Stored data

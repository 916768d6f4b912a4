//! Optimistic transactions.
//!
//! A [`Transaction`] buffers writes and remembers the version of every entity
//! read through it. Commit re-checks those versions and applies the buffer in
//! one SQLite transaction; a mismatch fails the commit with
//! [`StoreError::Conflict`](crate::StoreError::Conflict) and nothing is written.
//! Dropping a transaction that was never committed discards its writes.

use std::collections::HashMap;
use std::sync::atomic::{AtomicBool, Ordering};
use std::sync::{Mutex, MutexGuard};

use convo_shared::Key;

use crate::database::Write;

#[derive(Default)]
struct TxState {
    reads: HashMap<Key, i64>,
    writes: Vec<Write>,
}

pub struct Transaction {
    state: Mutex<TxState>,
    pending: AtomicBool,
}

impl Transaction {
    pub(crate) fn new() -> Self {
        Self {
            state: Mutex::new(TxState::default()),
            pending: AtomicBool::new(true),
        }
    }

    /// `true` until the transaction is committed or rolled back.
    pub fn is_pending(&self) -> bool {
        self.pending.load(Ordering::SeqCst)
    }

    /// Number of buffered writes.
    pub fn len(&self) -> usize {
        self.state().writes.len()
    }

    pub fn is_empty(&self) -> bool {
        self.len() == 0
    }

    fn state(&self) -> MutexGuard<'_, TxState> {
        self.state.lock().unwrap_or_else(|e| e.into_inner())
    }

    // first read wins: later reads must not move the expected version
    pub(crate) fn record_read(&self, key: Key, version: i64) {
        self.state().reads.entry(key).or_insert(version);
    }

    /// The buffered state of `key`: `Some(Some(body))` for a pending put,
    /// `Some(None)` for a pending delete, `None` when untouched.
    pub(crate) fn buffered(&self, key: Key) -> Option<Option<String>> {
        self.state()
            .writes
            .iter()
            .rev()
            .find(|w| w.key() == key)
            .map(|w| match w {
                Write::Put { body, .. } => Some(body.clone()),
                Write::Delete { .. } => None,
            })
    }

    pub(crate) fn buffer(&self, write: Write) {
        let mut state = self.state();
        let key = write.key();
        state.writes.retain(|w| w.key() != key);
        state.writes.push(write);
    }

    /// Drain the transaction for commit. Marks it as no longer pending.
    pub(crate) fn take(&self) -> (Vec<(Key, i64)>, Vec<Write>) {
        self.pending.store(false, Ordering::SeqCst);
        let mut state = self.state();
        let reads = state.reads.drain().collect();
        let writes = std::mem::take(&mut state.writes);
        (reads, writes)
    }

    pub(crate) fn discard(&self) {
        self.pending.store(false, Ordering::SeqCst);
        let mut state = self.state();
        state.reads.clear();
        state.writes.clear();
    }
}

impl Drop for Transaction {
    fn drop(&mut self) {
        if self.is_pending() {
            let writes = self.state().writes.len();
            tracing::warn!(writes, "rolling back abandoned transaction");
        }
    }
}

#[cfg(test)]
mod tests {
    use super::*;
    use convo_shared::Kind;

    #[test]
    fn test_buffer_replaces_earlier_write() {
        let tx = Transaction::new();
        let key = Key::new(Kind::User, 1);
        tx.buffer(Write::Put {
            key,
            body: "a".into(),
            index: vec![],
        });
        tx.buffer(Write::Put {
            key,
            body: "b".into(),
            index: vec![],
        });
        assert_eq!(tx.len(), 1);
        assert_eq!(tx.buffered(key), Some(Some("b".to_string())));

        tx.buffer(Write::Delete { key });
        assert_eq!(tx.buffered(key), Some(None));
    }

    #[test]
    fn test_first_read_version_kept() {
        let tx = Transaction::new();
        let key = Key::new(Kind::User, 1);
        tx.record_read(key, 3);
        tx.record_read(key, 4);
        let (reads, _) = tx.take();
        assert_eq!(reads, vec![(key, 3)]);
        assert!(!tx.is_pending());
    }
}
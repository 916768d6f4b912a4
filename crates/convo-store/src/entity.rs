use convo_shared::{Key, Kind};
use serde::de::DeserializeOwned;
use serde::{Deserialize, Deserializer, Serialize};

/// A document the store can persist.
///
/// The key is not part of the stored body: the store sets it after loading
/// and after allocating an ID for a new entity.
pub trait Entity: Serialize + DeserializeOwned + Clone + Send + Sync + 'static {
    const KIND: Kind;

    fn key(&self) -> Option<Key>;

    fn set_key(&mut self, key: Key);

    /// Queryable properties. Multi-valued properties repeat the name.
    fn index(&self) -> Vec<(&'static str, String)>;
}

/// Best-effort decode for fields whose stored shape changed over time: a
/// value that no longer matches the field's type loads as the default instead
/// of failing the whole document.
pub fn lenient<'de, D, T>(deserializer: D) -> Result<T, D::Error>
where
    D: Deserializer<'de>,
    T: DeserializeOwned + Default,
{
    let value = serde_json::Value::deserialize(deserializer)?;
    match serde_json::from_value(value) {
        Ok(parsed) => Ok(parsed),
        Err(e) => {
            tracing::debug!(error = %e, "skipping mismatched legacy field");
            Ok(T::default())
        }
    }
}

pub(crate) fn index_keys<'a>(
    property: &'static str,
    keys: &'a [Key],
) -> impl Iterator<Item = (&'static str, String)> + 'a {
    keys.iter().map(move |k| (property, k.encode()))
}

▸ Problem statement: Repeat the entries shown above, every one, word for word.

▸ Response:
repository 916768d6f4b912a4
//! Optimistic transactions.
//!
//! A [`Transaction`] buffers writes and remembers the version of every entity
//! read through it. Commit re-checks those versions and applies the buffer in
//! one SQLite transaction; a mismatch fails the commit with
//! [`StoreError::Conflict`](crate::StoreError::Conflict) and nothing is written.
//! Dropping a transaction that was never committed discards its writes.

use std::collections::HashMap;
use std::sync::atomic::{AtomicBool, Ordering};
use std::sync::{Mutex, MutexGuard};

use convo_shared::Key;

use crate::database::Write;

#[derive(Default)]
struct TxState {
    reads: HashMap<Key, i64>,
    writes: Vec<Write>,
}

pub struct Transaction {
    state: Mutex<TxState>,
    pending: AtomicBool,
}

impl Transaction {
    pub(crate) fn new() -> Self {
        Self {
            state: Mutex::new(TxState::default()),
            pending: AtomicBool::new(true),
        }
    }

    /// `true` until the transaction is committed or rolled back.
    pub fn is_pending(&self) -> bool {
        self.pending.load(Ordering::SeqCst)
    }

    /// Number of buffered writes.
    pub fn len(&self) -> usize {
        self.state().writes.len()
    }

    pub fn is_empty(&self) -> bool {
        self.len() == 0
    }

    fn state(&self) -> MutexGuard<'_, TxState> {
        self.state.lock().unwrap_or_else(|e| e.into_inner())
    }

    // first read wins: later reads must not move the expected version
    pub(crate) fn record_read(&self, key: Key, version: i64) {
        self.state().reads.entry(key).or_insert(version);
    }

    /// The buffered state of `key`: `Some(Some(body))` for a pending put,
    /// `Some(None)` for a pending delete, `None` when untouched.
    pub(crate) fn buffered(&self, key: Key) -> Option<Option<String>> {
        self.state()
            .writes
            .iter()
            .rev()
            .find(|w| w.key() == key)
            .map(|w| match w {
                Write::Put { body, .. } => Some(body.clone()),
                Write::Delete { .. } => None,
            })
    }

    pub(crate) fn buffer(&self, write: Write) {
        let mut state = self.state();
        let key = write.key();
        state.writes.retain(|w| w.key() != key);
        state.writes.push(write);
    }

    /// Drain the transaction for commit. Marks it as no longer pending.
    pub(crate) fn take(&self) -> (Vec<(Key, i64)>, Vec<Write>) {
        self.pending.store(false, Ordering::SeqCst);
        let mut state = self.state();
        let reads = state.reads.drain().collect();
        let writes = std::mem::take(&mut state.writes);
        (reads, writes)
    }

    pub(crate) fn discard(&self) {
        self.pending.store(false, Ordering::SeqCst);
        let mut state = self.state();
        state.reads.clear();
        state.writes.clear();
    }
}

impl Drop for Transaction {
    fn drop(&mut self) {
        if self.is_pending() {
            let writes = self.state().writes.len();
            tracing::warn!(writes, "rolling back abandoned transaction");
        }
    }
}

#[cfg(test)]
mod tests {
    use super::*;
    use convo_shared::Kind;

    #[test]
    fn test_buffer_replaces_earlier_write() {
        let tx = Transaction::new();
        let key = Key::new(Kind::User, 1);
        tx.buffer(Write::Put {
            key,
            body: "a".into(),
            index: vec![],
        });
        tx.buffer(Write::Put {
            key,
            body: "b".into(),
            index: vec![],
        });
        assert_eq!(tx.len(), 1);
        assert_eq!(tx.buffered(key), Some(Some("b".to_string())));

        tx.buffer(Write::Delete { key });
        assert_eq!(tx.buffered(key), Some(None));
    }

    #[test]
    fn test_first_read_version_kept() {
        let tx = Transaction::new();
        let key = Key::new(Kind::User, 1);
        tx.record_read(key, 3);
        tx.record_read(key, 4);
        let (reads, _) = tx.take();
        assert_eq!(reads, vec![(key, 3)]);
        assert!(!tx.is_pending());
    }
}
repository 916768d6f4b912a4
filename crates/convo-store/src/entity.rs
use convo_shared::{Key, Kind};
use serde::de::DeserializeOwned;
use serde::{Deserialize, Deserializer, Serialize};

/// A document the store can persist.
///
/// The key is not part of the stored body: the store sets it after loading
/// and after allocating an ID for a new entity.
pub trait Entity: Serialize + DeserializeOwned + Clone + Send + Sync + 'static {
    const KIND: Kind;

    fn key(&self) -> Option<Key>;

    fn set_key(&mut self, key: Key);

    /// Queryable properties. Multi-valued properties repeat the name.
    fn index(&self) -> Vec<(&'static str, String)>;
}

/// Best-effort decode for fields whose stored shape changed over time: a
/// value that no longer matches the field's type loads as the default instead
/// of failing the whole document.
pub fn lenient<'de, D, T>(deserializer: D) -> Result<T, D::Error>
where
    D: Deserializer<'de>,
    T: DeserializeOwned + Default,
{
    let value = serde_json::Value::deserialize(deserializer)?;
    match serde_json::from_value(value) {
        Ok(parsed) => Ok(parsed),
        Err(e) => {
            tracing::debug!(error = %e, "skipping mismatched legacy field");
            Ok(T::default())
        }
    }
}

pub(crate) fn index_keys<'a>(
    property: &'static str,
    keys: &'a [Key],
) -> impl Iterator<Item = (&'static str, String)> + 'a {
    keys.iter().map(move |k| (property, k.encode()))
}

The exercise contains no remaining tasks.